MsgBox %ErrorLevel%                 ; Error from file read



CRC(file) {

   format = %A_FormatInteger%       ; save original integer format

   SetFormat Integer, Hex           ; for converting bytes to hex

   c := CRC32(HexRead(file))

   SetFormat Integer, %format%      ; restore original format

   Return c                         ; result in hex. Add "+0" for original integer format

}



HexRead(file, n=0, offset=0) {

   h := DllCall("CreateFile",Str,file,UInt,0x80000000,UInt,3,UInt,0,UInt,3,UInt,0,UInt,0)

   IfEqual h,-1, SetEnv, ErrorLevel, -1

   IfNotEqual ErrorLevel,0,Return,0 ; couldn't open the file



   m = 0                            ; seek to offset

   IfLess offset,0, SetEnv,m,2

   r := DllCall("SetFilePointerEx",UInt,h,Int64,offset,UIntP,p,Int,m)

   IfEqual r,0, SetEnv, ErrorLevel, -3

   IfNotEqual ErrorLevel,0, {

      t = %ErrorLevel%              ; save ErrorLevel to be returned

      DllCall("CloseHandle", UInt, h)

      ErrorLevel = %t%              ; return seek error

      Return 0

   }



   IfEqual n,0, SetEnv n,0xffffffff ; almost infinite



   Loop %n%

   {

      result := DllCall("ReadFile",UInt,h,UCharP,c,UInt,1,UIntP,Read,UInt,0)
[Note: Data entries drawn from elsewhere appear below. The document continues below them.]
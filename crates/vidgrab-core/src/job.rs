//! One user-triggered download, end to end.
//!
//! resolve metadata → select stream → compose filename → transfer bytes →
//! report the outcome. Every failure comes back as a [`DownloadError`].

use std::path::PathBuf;
use std::sync::Arc;

use crate::download::{self, DownloadTarget, ProgressEvent};
use crate::error::{DownloadError, Stage, StageExt};
use crate::guard::{DownloadGuard, DownloadSlot};
use crate::media::{MediaResolver, VideoInfo};
use crate::naming;

/// What the user asked for.
#[derive(Debug, Clone)]
pub struct JobRequest {
    pub url: String,
    /// Resolution label, e.g. "720p".
    pub resolution: String,
    /// Container extension, e.g. "mp4".
    pub container: String,
    pub download_dir: PathBuf,
}

/// Observer notifications, in order: one `Resolved`, then `Progress` events.
#[derive(Debug, Clone)]
pub enum JobEvent {
    Resolved {
        title: String,
        duration_secs: Option<u64>,
        thumbnail_url: Option<String>,
    },
    Progress(ProgressEvent),
}

/// A completed download.
#[derive(Debug, Clone)]
pub struct JobOutcome {
    pub title: String,
    pub filename: String,
    pub path: PathBuf,
    pub bytes_written: u64,
}

/// Claims the guard and runs the job. Fails fast if another download holds it.
pub fn run_job(
    request: &JobRequest,
    resolver: &dyn MediaResolver,
    guard: &Arc<DownloadGuard>,
    on_event: impl FnMut(JobEvent),
) -> Result<JobOutcome, DownloadError> {
    let slot = guard.try_acquire().ok_or_else(|| {
        tracing::warn!(url = %request.url, "rejected download: another one is in flight");
        DownloadError::busy()
    })?;
    run_acquired(request, resolver, &slot, on_event)
}

/// Runs the job under an already claimed slot.
pub fn run_acquired(
    request: &JobRequest,
    resolver: &dyn MediaResolver,
    _slot: &DownloadSlot,
    mut on_event: impl FnMut(JobEvent),
) -> Result<JobOutcome, DownloadError> {
    let result = run_steps(request, resolver, &mut on_event);
    match &result {
        Ok(outcome) => tracing::info!(path = %outcome.path.display(), "job finished"),
        Err(e) => tracing::error!(stage = %e.stage(), "job failed: {}", e.message()),
    }
    result
}

fn run_steps(
    request: &JobRequest,
    resolver: &dyn MediaResolver,
    on_event: &mut impl FnMut(JobEvent),
) -> Result<JobOutcome, DownloadError> {
    let source = request.url.trim();
    let info: VideoInfo = resolver.resolve(source).stage(Stage::Resolve)?;
    on_event(JobEvent::Resolved {
        title: info.title.clone(),
        duration_secs: info.duration_secs,
        thumbnail_url: info.thumbnail_url.clone(),
    });

    let stream = info
        .select_stream(&request.resolution, &request.container)
        .stage(Stage::Select)?;
    let filename = naming::compose_filename(&info.title, source, &stream.ext);
    let total = stream.filesize.unwrap_or_else(|| {
        tracing::warn!(format_id = %stream.format_id, "stream size unknown; progress will only report completion");
        0
    });
    tracing::info!(
        format_id = %stream.format_id,
        resolution = %request.resolution,
        %filename,
        "selected stream"
    );

    let mut handle = resolver.open(stream).stage(Stage::Transfer)?;
    let target = DownloadTarget::new(&request.download_dir, &filename, total);
    let file = download::download_to(&mut *handle, &target, |e| {
        on_event(JobEvent::Progress(e))
    })?;

    Ok(JobOutcome {
        title: info.title,
        filename,
        path: file.path,
        bytes_written: file.bytes_written,
    })
}
pub mod config;
pub mod logging;

pub mod download;
pub mod error;
pub mod guard;
pub mod job;
pub mod media;
pub mod naming;
pub mod storage;
pub mod stream;

pub use error::{DownloadError, Stage};
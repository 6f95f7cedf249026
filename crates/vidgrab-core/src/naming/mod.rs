//! Output filename derivation.
//!
//! Builds the on-disk name for a download from the video title and the source
//! URL, both passed through [`sanitize`].

mod sanitize;

pub use sanitize::{is_sanitized, sanitize, RESERVED_CHARS};

/// Composes the final filename for a download.
///
/// `sanitize(title) + "_" + sanitize(source) + "." + ext`. Including the source
/// identifier keeps names distinct when two videos share a title. Downloading
/// the same source twice yields the same name, and the second download
/// overwrites the first.
///
/// # Examples
///
/// - `compose_filename("My: Video?", "http://x/y", "mp4")` → `"My_ Video__http___x_y.mp4"`
pub fn compose_filename(title: &str, source: &str, ext: &str) -> String {
    format!("{}_{}.{}", sanitize(title), sanitize(source), sanitize(ext))
}
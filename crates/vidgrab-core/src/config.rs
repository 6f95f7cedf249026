use anyhow::{Context, Result};
use serde::{Deserialize, Serialize};
use std::fs;
use std::path::{Path, PathBuf};
use std::time::Duration;

use crate::stream::TransferOptions;

/// Global configuration loaded from `~/.config/vidgrab/config.toml`.
#[derive(Debug, Clone, Serialize, Deserialize)]
#[serde(default)]
pub struct VidgrabConfig {
    /// Where downloads are saved. Defaults to the home directory.
    pub download_dir: Option<PathBuf>,
    /// Container extension streams are filtered by (e.g. "mp4").
    pub container: String,
    /// yt-dlp executable used for metadata resolution.
    pub ytdlp_bin: PathBuf,
    /// Bind address for `vidgrab serve`.
    pub listen_addr: String,
    /// Connect timeout for the media GET, in seconds.
    pub connect_timeout_secs: u64,
    /// Abort the media GET after this many seconds below 1 KiB/s.
    pub low_speed_time_secs: u64,
    /// Minimum interval between CLI progress lines, in milliseconds.
    pub progress_interval_ms: u64,
}

impl Default for VidgrabConfig {
    fn default() -> Self {
        Self {
            download_dir: None,
            container: "mp4".to_string(),
            ytdlp_bin: PathBuf::from("yt-dlp"),
            listen_addr: "127.0.0.1:8501".to_string(),
            connect_timeout_secs: 30,
            low_speed_time_secs: 60,
            progress_interval_ms: 500,
        }
    }
}

impl VidgrabConfig {
    pub fn transfer_options(&self) -> TransferOptions {
        TransferOptions {
            connect_timeout: Duration::from_secs(self.connect_timeout_secs),
            low_speed_time: Duration::from_secs(self.low_speed_time_secs),
        }
    }

    /// Configured download dir, else `$HOME`, else the current directory.
    pub fn resolve_download_dir(&self) -> PathBuf {
        if let Some(dir) = &self.download_dir {
            return dir.clone();
        }
        std::env::var_os("HOME")
            .filter(|h| !h.is_empty())
            .map(PathBuf::from)
            .or_else(|| std::env::current_dir().ok())
            .unwrap_or_else(|| PathBuf::from("."))
    }
}

pub fn config_path() -> Result<PathBuf> {
    let xdg_dirs = xdg::BaseDirectories::with_prefix("vidgrab")?;
    Ok(xdg_dirs.place_config_file("config.toml")?)
}

/// Load configuration from disk, creating a default file if none exists.
pub fn load_or_init() -> Result<VidgrabConfig> {
    let path = config_path()?;
    if !path.exists() {
        let default_cfg = VidgrabConfig::default();
        let toml = toml::to_string_pretty(&default_cfg)?;
        if let Some(parent) = path.parent() {
            fs::create_dir_all(parent)?;
        }
        fs::write(&path, toml)?;
        tracing::info!("created default config at {}", path.display());
        return Ok(default_cfg);
    }
    load_from_path(&path)
}

pub fn load_from_path(path: &Path) -> Result<VidgrabConfig> {
    let data = fs::read_to_string(path)
        .with_context(|| format!("failed to read config file: {}", path.display()))?;
    let cfg: VidgrabConfig =
        toml::from_str(&data).with_context(|| format!("failed to parse {}", path.display()))?;
    if cfg.container.trim().is_empty() {
        anyhow::bail!("config: container must not be empty");
    }
    Ok(cfg)
}

#[cfg(test)]
mod tests {
    use super::*;

    #[test]
    fn default_config_values() {
        let cfg = VidgrabConfig::default();
        assert_eq!(cfg.container, "mp4");
        assert_eq!(cfg.ytdlp_bin, PathBuf::from("yt-dlp"));
        assert_eq!(cfg.listen_addr, "127.0.0.1:8501");
        assert!(cfg.download_dir.is_none());
        assert_eq!(cfg.transfer_options().connect_timeout, Duration::from_secs(30));
    }

    #[test]
    fn config_toml_roundtrip() {
        let cfg = VidgrabConfig {
            download_dir: Some(PathBuf::from("/srv/videos")),
            ..VidgrabConfig::default()
        };
        let toml = toml::to_string_pretty(&cfg).unwrap();
        let parsed: VidgrabConfig = toml::from_str(&toml).unwrap();
        assert_eq!(parsed.download_dir, cfg.download_dir);
        assert_eq!(parsed.container, cfg.container);
        assert_eq!(parsed.progress_interval_ms, cfg.progress_interval_ms);
    }

    #[test]
    fn partial_toml_uses_defaults() {
        let cfg: VidgrabConfig = toml::from_str(
            r#"
            container = "webm"
            low_speed_time_secs = 5
        "#,
        )
        .unwrap();
        assert_eq!(cfg.container, "webm");
        assert_eq!(cfg.transfer_options().low_speed_time, Duration::from_secs(5));
        assert_eq!(cfg.ytdlp_bin, PathBuf::from("yt-dlp"));
    }

    #[test]
    fn configured_download_dir_wins() {
        let cfg = VidgrabConfig {
            download_dir: Some(PathBuf::from("/data/dl")),
            ..VidgrabConfig::default()
        };
        assert_eq!(cfg.resolve_download_dir(), PathBuf::from("/data/dl"));
    }

    #[test]
    fn load_from_path_rejects_empty_container() {
        let dir = tempfile::tempdir().unwrap();
        let path = dir.path().join("config.toml");
        fs::write(&path, "container = \"\"\n").unwrap();
        assert!(load_from_path(&path).is_err());
        fs::write(&path, "ytdlp_bin = \"/opt/yt-dlp\"\n").unwrap();
        let cfg = load_from_path(&path).unwrap();
        assert_eq!(cfg.ytdlp_bin, PathBuf::from("/opt/yt-dlp"));
    }
}
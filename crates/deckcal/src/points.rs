//! Offline fit input: nominal and measured points in one JSON file.

use deckcal_core::{fit_deck_transform, DeckFit, FitError};
use deckcal_session::DeckIoError;
use nalgebra::Point2;
use serde::{Deserialize, Serialize};
use std::{fs, path::Path};

/// Three correspondences plus the measured Z offset.
#[derive(Clone, Debug, PartialEq, Serialize, Deserialize)]
pub struct FitInput {
    pub nominal: [[f64; 2]; 3],
    pub measured: [[f64; 2]; 3],
    #[serde(default)]
    pub z_offset: f64,
}

impl FitInput {
    pub fn load_json(path: impl AsRef<Path>) -> Result<Self, DeckIoError> {
        let raw = fs::read_to_string(path)?;
        Ok(serde_json::from_str(&raw)?)
    }

    pub fn fit(&self) -> Result<DeckFit, FitError> {
        let to_points = |raw: &[[f64; 2]; 3]| raw.map(|[x, y]| Point2::new(x, y));
        fit_deck_transform(&to_points(&self.nominal), &to_points(&self.measured), self.z_offset)
    }
}
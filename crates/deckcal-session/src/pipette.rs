//! Pipette models, legacy-name resolution and the identity resolver seam.

use crate::types::{Mount, PipetteIdentity};
use deckcal_core::{CriticalPoints, Transform};
use serde::{Deserialize, Serialize};
use std::collections::BTreeMap;
use std::sync::{Mutex, PoisonError};

/// Semantic configuration errors (the file parsed but does not make sense).
#[derive(thiserror::Error, Debug, Clone, PartialEq)]
pub enum ConfigError {
    #[error("unknown pipette model `{0}`")]
    UnknownPipetteModel(String),
    #[error("pipette model `{0}` is defined twice")]
    DuplicateModel(String),
    #[error("legacy name `{legacy}` maps to unknown model `{target}`")]
    UnknownLegacyTarget { legacy: String, target: String },
    #[error("legacy name `{0}` shadows a canonical model")]
    LegacyShadowsModel(String),
    #[error("invalid configuration: {0}")]
    Invalid(String),
}

/// Immutable description of a pipette model.
#[derive(Clone, Debug, PartialEq, Serialize, Deserialize)]
pub struct PipetteModel {
    pub name: String,
    pub channels: u32,
    /// Nozzle pitch in mm.
    pub channel_spacing: f64,
    /// Primary nozzle relative to the mount, in mm.
    pub model_offset: [f64; 3],
    pub min_volume: f64,
    pub max_volume: f64,
    pub aspirate_flow_rate: f64,
    pub dispense_flow_rate: f64,
}

/// Per-instrument adjustments layered over a [`PipetteModel`].
#[derive(Clone, Debug, Default, PartialEq, Serialize, Deserialize)]
#[serde(default)]
pub struct PipetteOverrides {
    pub min_volume: Option<f64>,
    pub max_volume: Option<f64>,
    pub aspirate_flow_rate: Option<f64>,
    pub dispense_flow_rate: Option<f64>,
}

impl PipetteModel {
    fn ot2(name: &str, channels: u32, volume: (f64, f64), flow: (f64, f64)) -> Self {
        let y = if channels > 1 { 31.5 } else { 0.0 };
        Self {
            name: name.to_string(),
            channels,
            channel_spacing: if channels > 1 { 9.0 } else { 0.0 },
            model_offset: [0.0, y, -25.8],
            min_volume: volume.0,
            max_volume: volume.1,
            aspirate_flow_rate: flow.0,
            dispense_flow_rate: flow.1,
        }
    }

    /// Copy of `self` with every set override applied.
    pub fn with_overrides(&self, overrides: &PipetteOverrides) -> PipetteModel {
        PipetteModel {
            min_volume: overrides.min_volume.unwrap_or(self.min_volume),
            max_volume: overrides.max_volume.unwrap_or(self.max_volume),
            aspirate_flow_rate: overrides
                .aspirate_flow_rate
                .unwrap_or(self.aspirate_flow_rate),
            dispense_flow_rate: overrides
                .dispense_flow_rate
                .unwrap_or(self.dispense_flow_rate),
            ..self.clone()
        }
    }

    pub fn critical_points(&self) -> CriticalPoints {
        CriticalPoints::new(self.channels, self.channel_spacing)
    }

    /// Mount → primary nozzle transform.
    pub fn offset_transform(&self) -> Transform {
        let [x, y, z] = self.model_offset;
        Transform::from_translation(x, y, z)
    }
}

/// Known pipette models plus the legacy-name map, validated on construction.
#[derive(Clone, Debug)]
pub struct ModelRegistry {
    models: BTreeMap<String, PipetteModel>,
    legacy: BTreeMap<String, String>,
}

impl ModelRegistry {
    pub fn new(
        models: impl IntoIterator<Item = PipetteModel>,
        legacy: impl IntoIterator<Item = (String, String)>,
    ) -> Result<Self, ConfigError> {
        let mut by_name = BTreeMap::new();
        for model in models {
            if by_name.contains_key(&model.name) {
                return Err(ConfigError::DuplicateModel(model.name));
            }
            by_name.insert(model.name.clone(), model);
        }

        let mut aliases = BTreeMap::new();
        for (old, target) in legacy {
            if by_name.contains_key(&old) {
                return Err(ConfigError::LegacyShadowsModel(old));
            }
            if !by_name.contains_key(&target) {
                return Err(ConfigError::UnknownLegacyTarget {
                    legacy: old,
                    target,
                });
            }
            aliases.insert(old, target);
        }

        Ok(Self {
            models: by_name,
            legacy: aliases,
        })
    }

    /// First-generation OT-2 style models and their pre-versioning names.
    pub fn builtin() -> Self {
        let models = [
            PipetteModel::ot2("p10_single_v1", 1, (1.0, 10.0), (5.0, 10.0)),
            PipetteModel::ot2("p10_multi_v1", 8, (1.0, 10.0), (5.0, 10.0)),
            PipetteModel::ot2("p50_single_v1", 1, (5.0, 50.0), (25.0, 50.0)),
            PipetteModel::ot2("p50_multi_v1", 8, (5.0, 50.0), (25.0, 50.0)),
            PipetteModel::ot2("p300_single_v1", 1, (30.0, 300.0), (150.0, 300.0)),
            PipetteModel::ot2("p300_multi_v1", 8, (30.0, 300.0), (150.0, 300.0)),
            PipetteModel::ot2("p1000_single_v1", 1, (100.0, 1000.0), (500.0, 1000.0)),
        ];
        let legacy = models
            .iter()
            .filter_map(|m| m.name.strip_suffix("_v1"))
            .map(|old| (old.to_string(), format!("{old}_v1")))
            .collect::<Vec<_>>();
        Self {
            models: models.into_iter().map(|m| (m.name.clone(), m)).collect(),
            legacy: legacy.into_iter().collect(),
        }
    }

    /// Resolve a canonical or legacy model name.
    pub fn resolve(&self, name: &str) -> Result<&PipetteModel, ConfigError> {
        let canonical = self.legacy.get(name).map(String::as_str).unwrap_or(name);
        self.models
            .get(canonical)
            .ok_or_else(|| ConfigError::UnknownPipetteModel(name.to_string()))
    }

    pub fn is_legacy_name(&self, name: &str) -> bool {
        self.legacy.contains_key(name)
    }

    pub fn models(&self) -> impl Iterator<Item = &PipetteModel> {
        self.models.values()
    }
}

/// Reports what is physically attached to each mount.
pub trait PipetteIdentityResolver: Send + Sync {
    fn attached_pipette(&self, mount: Mount) -> Option<PipetteIdentity>;
}

/// Resolver backed by an in-memory table; pipettes can be swapped at runtime.
#[derive(Debug, Default)]
pub struct StaticPipettes {
    attached: Mutex<BTreeMap<Mount, PipetteIdentity>>,
}

impl StaticPipettes {
    pub fn new(pipettes: impl IntoIterator<Item = PipetteIdentity>) -> Self {
        Self {
            attached: Mutex::new(pipettes.into_iter().map(|p| (p.mount, p)).collect()),
        }
    }

    pub fn attach(&self, identity: PipetteIdentity) {
        self.attached
            .lock()
            .unwrap_or_else(PoisonError::into_inner)
            .insert(identity.mount, identity);
    }

    pub fn detach(&self, mount: Mount) -> Option<PipetteIdentity> {
        self.attached
            .lock()
            .unwrap_or_else(PoisonError::into_inner)
            .remove(&mount)
    }
}

impl PipetteIdentityResolver for StaticPipettes {
    fn attached_pipette(&self, mount: Mount) -> Option<PipetteIdentity> {
        self.attached
            .lock()
            .unwrap_or_else(PoisonError::into_inner)
            .get(&mount)
            .cloned()
    }
}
      if (!result or Read < 1 or ErrorLevel)

         break

      c += 0x100                    ; convert to hex with a leading 1

      StringTrimLeft c, c, 3        ; remove 0x1

      data = %data%%c%              ; append 2 hex digits

   }



   IfNotEqual ErrorLevel,0, SetEnv,t,%ErrorLevel%



   h := DllCall("CloseHandle", UInt, h)

   IfEqual h,-1, SetEnv, ErrorLevel, -2

   IfNotEqual t,,SetEnv, ErrorLevel, %t%



   Return data

}



CRC32(x) {

   L := 0x100000000 + (StrLen(x)>>1) ; length in bytes with leading 0x1

   StringTrimLeft L, L, 3     ; remove leading 0x1, length in 8 digits

   x = %x%%L%                 ; standard pad

   R = 0xFFFFFFFF             ; initial register value

   Loop Parse, x

   {

      y = 0x%A_LoopField%     ; one hex digit at a time

      Loop 4

      {

         R := (R << 1) ^ ( (y << (A_Index+28)) & 0x100000000)

         IfGreater R,0xFFFFFFFF

            R := R ^ 0x104C11DB7

      }

   }

   Return ~R                  ; ones complement is the CRC

}


SKAN
  • Administrators
  • 9115 posts
  • Last active:
  • Joined: 26 Dec 2005
Dear Laszlo, :)

Many Thanks! :D

It is called CRC. I simplified the original CRC32:


I tested it with a binary file sized 193847 bytes

The time taken varies between 100 - 156 seconds!
Is this normal for this algorithm?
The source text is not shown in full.